Apparel retailer Forever 21, which filed for bankruptcy protection last year, has agreed to sell its retail business to a group of mall operators.
In a court filing, the company said the group -- which is led by Brookfield Property Partners, Authentic Brands, and Simon Property Group -- has agreed to pay $81 million for the assets. Other interested parties have until the end of this week to enter a competing bid.
If there is another offer, the bankruptcy court will order an auction to be held February 10. Forever 21 plans to complete the transaction by the following day.
The retailer declared bankruptcy at the end of September. At that time, company officials expressed were optimistic that they could turn things around. They said bankruptcy would allow the company to restructure and focus on the “profitable core part of its operations.”
Closed some stores
At the time it declared bankruptcy, Forever 21 had 815 stores in 57 counties. Since then, it has closed many of its international stores, as well as nearly 180 U.S. locations.

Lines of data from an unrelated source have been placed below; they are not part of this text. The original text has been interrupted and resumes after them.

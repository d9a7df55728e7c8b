//! Token resolver port.
//!
//! Protocol 4 inspection requests name an object directly; protocol 5 sends
//! code and a cursor. Downgrading needs something that can read the
//! identifier under the cursor.

/// Port for resolving the identifier at a cursor position.
pub trait TokenResolver: Send + Sync {
    /// Returns the identifier at `cursor_pos` (a character offset) in
    /// `code`, or an empty string when there is none.
    fn token_at_cursor(&self, code: &str, cursor_pos: usize) -> String;
}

"The decisions as to which domestic stores will be closing are ongoing, pending the outcome of continued conversations with landlords,” the retailer said in a September statement.
Like many retailers lately, Forever 21 has faced stiff competition from major online channels. It has also faced challenges in marketing to the latest generation of younger shoppers, who often frequent thrift stores looking for high-quality clothing at bargain prices.
Although Forever 21 earned a fairly high rating from ConsumerAffairs readers, some recent reviewers have reported frustrations in dealing with the company, especially when it came to getting orders delivered on time.
“Whether the shipping is free or you pay for it, the shipping time is horrible,” Alexis of Saylorsburg, Pa., wrote in a December 22 ConsumerAffairs post.
But unlike some other retailers -- such as Toys “R” Us -- Forever 21 is unlikely to disappear from the retail landscape. The store is considered a major draw for many shopping malls, which have struggled of late to draw customers. CNBC reports that that’s a big reason mall operators are interested in keeping the store running.
“The fear for many of America’s mall owners has been that a liquidation of Forever 21 would leave them with too much vacant space,” CNBC notes. “Simon and Brookfield are two of Forever 21′s biggest landlords.”